Добавить в цитаты Настройки чтения

Страница 5 из 6

– Все, – говорю я через час, – Больше не могу. Отдыхаем. Осталось еще? – слышно бульканье.

– Поспи, – говорит он, закусив, – я тебя разбужу.

Я тут же проваливаюсь в сон. Львы мне не снятся…

– Ты едешь или нет? – он трясет меня за плечо.

– Куда? Сколько времени?

– Полчетвертого уже, Вставай, вставай!

Через минуту забираемся в кабину какого-то грузовика. Едем по синусоиде под песню «Миллион, миллион алых роз». Точнее, шофер поет, а Сашка подпевает.

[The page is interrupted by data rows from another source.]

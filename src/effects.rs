//! Visual effect timings for presentation hosts
//!
//! The simulation removes a sliced fruit immediately; what the player sees is
//! a short scale-down and fade-out drawn by the host from these curves.
//! [`EffectTracker`] follows the event stream and keeps the running effects,
//! honouring the player's visual settings.

use glam::Vec2;

use crate::settings::Settings;
use crate::sim::{FruitKind, GameEvent, PresentationSink};

/// Sliced-fruit animation: shrink and fade out together
#[derive(Debug, Clone, Copy, PartialEq)]
pub struct DeathAnimation {
    /// Scale reached at the end
    pub final_scale: f32,
    /// Seconds
    pub duration: f32,
}

impl Default for DeathAnimation {
    fn default() -> Self {
        Self {
            final_scale: 0.001,
            duration: 0.2,
        }
    }
}

impl DeathAnimation {
    /// (scale, alpha) at `elapsed` seconds
    pub fn sample(&self, elapsed: f32) -> (f32, f32) {
        let t = progress(elapsed, self.duration);
        let scale = 1.0 + (self.final_scale - 1.0) * t;
        (scale, 1.0 - t)
    }

    pub fn is_finished(&self, elapsed: f32) -> bool {
        elapsed >= self.duration
    }
}

/// Blade trail fade after the pointer lifts
#[derive(Debug, Clone, Copy, PartialEq)]
pub struct TrailFade {
    pub duration: f32,
}

impl Default for TrailFade {
    fn default() -> Self {
        Self { duration: 0.25 }
    }
}

impl TrailFade {
    /// Trail alpha at `elapsed` seconds since the stroke ended
    pub fn alpha(&self, elapsed: f32) -> f32 {
        1.0 - progress(elapsed, self.duration)
    }
}

/// A sliced fruit still being drawn
#[derive(Debug, Clone, Copy, PartialEq)]
pub struct FadingFruit {
    pub id: u32,
    pub kind: FruitKind,
    pub pos: Vec2,
    pub elapsed: f32,
}

/// Presentation sink that tracks running visual effects
#[derive(Debug, Clone, Default)]
pub struct EffectTracker {
    settings: Settings,
    death: DeathAnimation,
    trail: TrailFade,
    fading: Vec<FadingFruit>,
    /// Seconds since the last stroke ended; `None` while a stroke is live
    trail_elapsed: Option<f32>,
    bursts: u32,
}

impl EffectTracker {
    pub fn new(settings: Settings) -> Self {
        Self {
            settings,
            ..Default::default()
        }
    }

    /// Age every running effect and drop the finished ones
    pub fn advance(&mut self, dt: f32) {
        let dt = dt.max(0.0);
        for fruit in &mut self.fading {
            fruit.elapsed += dt;
        }
        let death = self.death;
        self.fading.retain(|f| !death.is_finished(f.elapsed));
        if let Some(elapsed) = &mut self.trail_elapsed {
            *elapsed += dt;
        }
    }

    /// Sliced fruit still on screen, with their (scale, alpha)
    pub fn fading(&self) -> impl Iterator<Item = (&FadingFruit, (f32, f32))> {
        self.fading.iter().map(|f| (f, self.death.sample(f.elapsed)))
    }

    /// Alpha to draw the blade trail with
    pub fn trail_alpha(&self) -> f32 {
        if !self.settings.show_trail {
            return 0.0;
        }
        match self.trail_elapsed {
            Some(elapsed) => self.trail.alpha(elapsed),
            None => 1.0,
        }
    }

    /// Juice bursts started so far
    pub fn bursts(&self) -> u32 {
        self.bursts
    }
}

impl PresentationSink for EffectTracker {
    fn on_event(&mut self, event: &GameEvent) {
        match event {
            GameEvent::ObjectHit { id, kind, pos } => {
                if self.settings.effective_particles() {
                    self.bursts += 1;
                }
                if !self.settings.reduced_motion {
                    self.fading.push(FadingFruit {
                        id: *id,
                        kind: *kind,
                        pos: *pos,
                        elapsed: 0.0,
                    });
                }
            }
            GameEvent::Swoosh { .. } => self.trail_elapsed = None,
            GameEvent::StrokeEnded => {
                // Reduced motion drops the trail at once
                let start = if self.settings.reduced_motion {
                    self.trail.duration
                } else {
                    0.0
                };
                self.trail_elapsed = Some(start);
            }
            _ => {}
        }
    }
}

fn progress(elapsed: f32, duration: f32) -> f32 {
    if duration <= 0.0 {
        return 1.0;
    }
    (elapsed / duration).clamp(0.0, 1.0)
}
//! Player preferences
//!
//! Persisted separately from the score as a JSON file.

use std::path::Path;

use serde::{Deserialize, Serialize};

use crate::persistence::{self, PersistenceError};

/// Player preferences
#[derive(Debug, Clone, PartialEq, Serialize, Deserialize)]
#[serde(default)]
pub struct Settings {
    // === Audio ===
    /// Master volume (0.0 - 1.0)
    pub master_volume: f32,
    /// Sound effects volume (0.0 - 1.0)
    pub sfx_volume: f32,
    /// Silence everything
    pub muted: bool,

    // === Visual Effects ===
    /// Draw the blade trail
    pub show_trail: bool,
    /// Juice particles when a fruit is sliced
    pub particles: bool,

    // === Accessibility ===
    /// Reduced motion (skip the slice burst and trail fade)
    pub reduced_motion: bool,
}

impl Default for Settings {
    fn default() -> Self {
        Self {
            master_volume: 0.8,
            sfx_volume: 1.0,
            muted: false,

            show_trail: true,
            particles: true,

            reduced_motion: false,
        }
    }
}

impl Settings {
    /// Volume actually applied to a sound effect
    pub fn effective_sfx_volume(&self) -> f32 {
        if self.muted {
            0.0
        } else {
            (self.master_volume * self.sfx_volume).clamp(0.0, 1.0)
        }
    }

    /// Effective particles (respects reduced_motion)
    pub fn effective_particles(&self) -> bool {
        self.particles && !self.reduced_motion
    }

    /// Load settings, falling back to defaults when absent or unreadable
    pub fn load(path: &Path) -> Self {
        match persistence::load_json::<Settings>(path) {
            Ok(Some(settings)) => {
                log::info!("Loaded settings from {}", path.display());
                settings
            }
            Ok(None) => {
                log::info!("Using default settings");
                Self::default()
            }
            Err(e) => {
                log::warn!("Ignoring unreadable settings ({e}), using defaults");
                Self::default()
            }
        }
    }

    /// Save settings
    pub fn save(&self, path: &Path) -> Result<(), PersistenceError> {
        persistence::save_json(path, self)?;
        log::info!("Settings saved");
        Ok(())
    }
}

Трясет, и безумно хочется спать. От курева болит голова. Сашка что-то монотонно бубнит шоферу… Толчок. Я просыпаюсь.

– И тут я ей влындил, – заканчивает Сашка.

– Лес? – спрашиваю я.

Водитель кивает:

– Лес. Ворсма. Сашок, давай стакан.

Мне уже все равно. Я что-то устал. До меня доносится резкий запах самогона, стало быть, угощает водила. На закуску луковица, порезанная на четвертинки. И соль. Все не так плохо. Значит, вот она, Ворсма.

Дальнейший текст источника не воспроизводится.